But as Buchanan knows, “self-determination,” even if music to American ears, is a recipe for endless conflict. What people want matters, but their will must always be weighed against competing and equally important considerations, including historical claims, militarily-defensible frontiers, rational boundaries, and political stability. The Sudeten Germans wished to live in the Reich, but the victorious Allies had, however unwisely, awarded the Sudetenland to Czechoslovakia, in part because the new state required a defensible border to the west. It was territory belonging to what was, after all, a sovereign state.
Buchanan has little difficulty convincing us that the war produced unspeakable evils and, like a growing number of historians, he does not attempt to relieve the Allies of moral responsibility. The fire bombing of German cities, filled with men, women, and children who were noncombatants, marked what Paul Johnson has called “a critical stage in the moral declension of humanity in our times.” So did the forced repatriation of Russians and the expulsion from their homes of millions of Germans.
Buchanan places much of the blame for these crimes on Churchill, whose reputation, particularly in recent years, has suffered blows from which it may never recover. The war seemed to bring to the surface the dark side of his character. Certainly his visceral hatred of the Germans, as a people, dulled his moral sense and clouded his judgment. As A. C. Grayling points out in Among the Dead Cities: The History and Moral Legacy of the WWII Bombing of Civilians in Germany and Japan, the bombing campaigns that Churchill authorized, had they continued much longer, would have opened the Allies to a charge of waging a war of annihilation.
And what of Churchill’s fawning but apparently genuine admiration for Stalin? It is one thing to recognize that the war could not be won without the Red Army, but another to pretend that the Man of Steel was other than a coldly calculating mass murderer. When the United States entered the war, Kennan gave it as his opinion that, insofar as American interests were at stake, material aid might be extended to the Soviets, but that “we should do nothing at home to make it appear that we are following the course Churchill seems to have entered upon in extending moral support to the Russian cause.” Nor in Kennan’s view, should aid have continued once the last German soldier had been driven from Russian soil. That was not a view shared by FDR, who was, if anything, even more ready than Churchill to be deceived by “Uncle Joe.”
Buchanan’s subtitle, How Britain Lost Its Empire and the West Lost the World, points readers to another important thesis, namely that Britain lost its empire and Great Power status as a result of foolish decisions to wage wars—against the Boers, the Kaiser, and Hitler. British decline should, he believes, serve as a cautionary tale for the United States, the imperial successor.

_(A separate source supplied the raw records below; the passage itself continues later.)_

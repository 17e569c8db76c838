//! Per-user send allowance.
//!
//! Each accepted send occupies one slot for `window`; once `ceiling` slots
//! are taken further sends are refused and a notice blocks input for
//! `notice`. This is a courtesy limit. It keeps one chatty session in check
//! but is no defence against a determined client.

use std::collections::{HashMap, VecDeque};
use std::sync::Mutex;
use std::time::Duration;

use forum_types::api::RateLimitStatus;
use tokio::time::Instant;
use tracing::{debug, warn};

use crate::{ForumError, Result};

#[derive(Clone, Copy, Debug)]
pub struct RateLimitConfig {
    /// Sends allowed inside one window.
    pub ceiling: u32,
    /// How long each send counts against the allowance.
    pub window: Duration,
    /// How long input stays blocked after a refused send.
    pub notice: Duration,
}

impl Default for RateLimitConfig {
    fn default() -> Self {
        Self {
            ceiling: 5,
            window: Duration::from_secs(60),
            notice: Duration::from_secs(3),
        }
    }
}

#[derive(Debug, Default)]
struct Allowance {
    /// Times of accepted sends still inside the window, oldest first.
    sends: VecDeque<Instant>,
    notice_until: Option<Instant>,
}

impl Allowance {
    fn expire(&mut self, now: Instant, window: Duration) {
        while self.sends.front().is_some_and(|&t| now.duration_since(t) >= window) {
            self.sends.pop_front();
        }
        if self.notice_until.is_some_and(|until| now >= until) {
            self.notice_until = None;
        }
    }

    fn is_idle(&self) -> bool {
        self.sends.is_empty() && self.notice_until.is_none()
    }
}

pub struct RateLimiter {
    config: RateLimitConfig,
    users: Mutex<HashMap<String, Allowance>>,
}

impl RateLimiter {
    pub fn new(config: RateLimitConfig) -> Self {
        Self {
            config,
            users: Mutex::new(HashMap::new()),
        }
    }

    pub fn config(&self) -> RateLimitConfig {
        self.config
    }

    /// Take one slot of the allowance for a send about to be attempted.
    ///
    /// The ceiling check and the slot are one step under the lock, so
    /// concurrent sends cannot all pass before any is counted. Refused while
    /// a notice is showing or once the window is full; a refusal (re)starts
    /// the notice. A send that then fails hands its slot back with
    /// [`RateLimiter::release`].
    pub fn reserve(&self, user: &str) -> Result<()> {
        let now = Instant::now();
        let mut users = self.lock()?;
        let allowance = users.entry(user.to_string()).or_default();
        allowance.expire(now, self.config.window);

        if let Some(until) = allowance.notice_until {
            return Err(ForumError::RateLimited {
                notice: until.saturating_duration_since(now),
            });
        }
        if allowance.sends.len() >= self.config.ceiling as usize {
            allowance.notice_until = Some(now + self.config.notice);
            debug!("Rate limited {} ({} sends in window)", user, allowance.sends.len());
            return Err(ForumError::RateLimited {
                notice: self.config.notice,
            });
        }
        allowance.sends.push_back(now);
        Ok(())
    }

    /// Return the most recent reservation after the send failed.
    pub fn release(&self, user: &str) {
        match self.lock() {
            Ok(mut users) => {
                if let Some(allowance) = users.get_mut(user) {
                    allowance.sends.pop_back();
                }
            }
            Err(e) => warn!("Rate limiter unavailable, slot of {} not released: {}", user, e),
        }
    }

    pub fn status(&self, user: &str) -> Result<RateLimitStatus> {
        let now = Instant::now();
        let mut users = self.lock()?;
        let (used, notice_active) = match users.get_mut(user) {
            Some(allowance) => {
                allowance.expire(now, self.config.window);
                (allowance.sends.len() as u32, allowance.notice_until.is_some())
            }
            None => (0, false),
        };
        Ok(RateLimitStatus {
            ceiling: self.config.ceiling,
            remaining: self.config.ceiling.saturating_sub(used),
            notice_active,
        })
    }

    /// Drop users whose window has fully drained.
    pub fn prune(&self) -> Result<usize> {
        let now = Instant::now();
        let mut users = self.lock()?;
        let before = users.len();
        users.retain(|_, allowance| {
            allowance.expire(now, self.config.window);
            !allowance.is_idle()
        });
        Ok(before - users.len())
    }

    fn lock(&self) -> Result<std::sync::MutexGuard<'_, HashMap<String, Allowance>>> {
        self.users
            .lock()
            .map_err(|e| ForumError::Store(anyhow::anyhow!("rate limiter lock poisoned: {}", e)))
    }
}

impl Default for RateLimiter {
    fn default() -> Self {
        Self::new(RateLimitConfig::default())
    }
}

#[cfg(test)]
mod tests {
    use super::*;

    fn send(limiter: &RateLimiter, user: &str) -> Result<()> {
        limiter.reserve(user)
    }

    #[tokio::test(start_paused = true)]
    async fn sixth_send_waits_for_the_window() {
        let limiter = RateLimiter::default();
        for _ in 0..5 {
            send(&limiter, "0xa11ce").unwrap();
        }

        match send(&limiter, "0xa11ce") {
            Err(ForumError::RateLimited { notice }) => assert_eq!(notice, Duration::from_secs(3)),
            other => panic!("expected rate limit, got {:?}", other),
        }
        assert!(limiter.status("0xa11ce").unwrap().notice_active);

        // Other sessions are unaffected
        send(&limiter, "0xb0b").unwrap();

        tokio::time::advance(Duration::from_secs(60)).await;
        send(&limiter, "0xa11ce").unwrap();
        let status = limiter.status("0xa11ce").unwrap();
        assert_eq!(status.remaining, 4);
        assert!(!status.notice_active);
    }

    #[tokio::test(start_paused = true)]
    async fn notice_blocks_input_even_after_a_slot_frees() {
        let limiter = RateLimiter::new(RateLimitConfig {
            ceiling: 1,
            window: Duration::from_secs(2),
            notice: Duration::from_secs(3),
        });
        send(&limiter, "u").unwrap();
        assert!(send(&limiter, "u").is_err());

        tokio::time::advance(Duration::from_secs(2)).await;
        assert!(matches!(send(&limiter, "u"), Err(ForumError::RateLimited { .. })));

        tokio::time::advance(Duration::from_secs(1)).await;
        send(&limiter, "u").unwrap();
    }

    #[tokio::test(start_paused = true)]
    async fn allowance_recovers_one_slot_at_a_time() {
        let limiter = RateLimiter::default();
        send(&limiter, "u").unwrap();
        tokio::time::advance(Duration::from_secs(30)).await;
        for _ in 0..4 {
            send(&limiter, "u").unwrap();
        }
        assert_eq!(limiter.status("u").unwrap().remaining, 0);

        tokio::time::advance(Duration::from_secs(30)).await;
        assert_eq!(limiter.status("u").unwrap().remaining, 1);

        tokio::time::advance(Duration::from_secs(30)).await;
        assert_eq!(limiter.prune().unwrap(), 1);
        assert_eq!(limiter.status("u").unwrap().remaining, 5);
    }

    #[tokio::test(start_paused = true)]
    async fn released_slots_are_not_counted() {
        let limiter = RateLimiter::default();
        send(&limiter, "u").unwrap();
        send(&limiter, "u").unwrap();
        limiter.release("u");
        assert_eq!(limiter.status("u").unwrap().remaining, 4);

        // Releasing for an unknown user is a no-op
        limiter.release("0xnobody");
        assert_eq!(limiter.status("0xnobody").unwrap().remaining, 5);
    }

    #[test]
    fn parallel_reservations_stop_at_the_ceiling() {
        let limiter = std::sync::Arc::new(RateLimiter::default());
        let barrier = std::sync::Arc::new(std::sync::Barrier::new(20));

        let handles: Vec<_> = (0..20)
            .map(|_| {
                let limiter = limiter.clone();
                let barrier = barrier.clone();
                std::thread::spawn(move || {
                    barrier.wait();
                    limiter.reserve("u").is_ok()
                })
            })
            .collect();
        let accepted = handles
            .into_iter()
            .map(|h| h.join().unwrap())
            .filter(|ok| *ok)
            .count();
        assert_eq!(accepted, 5);
    }
}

Thanks in no small measure to the wisdom of George Kennan, the U.S. won the Cold War without leading its citizens and the world to Armageddon. But after the collapse of the Soviet Union, the country began to pursue a foreign policy all too reminiscent of that which led to Britain’s decline; it reached its nadir when, in response to the 9/11 attacks, President Bush sent the nation on a quixotic mission to democratize the Middle East—if not the world. Like British statesmen before him, he led his people into an ill-advised war—and began to imagine himself the Churchill of his generation. And so, according to Buchanan, he is.
Comments
In reviewing the events up to the beginning of the war, one is struck by
just how moderate the Nazi demands on Poland were. The so-socalled
Marienwerder points included a demand for Danzig and a plebiscite
in the corridor region down to the town of Marienwerder. What is
striking is the lack of demands for any territory around Posen (Poznan)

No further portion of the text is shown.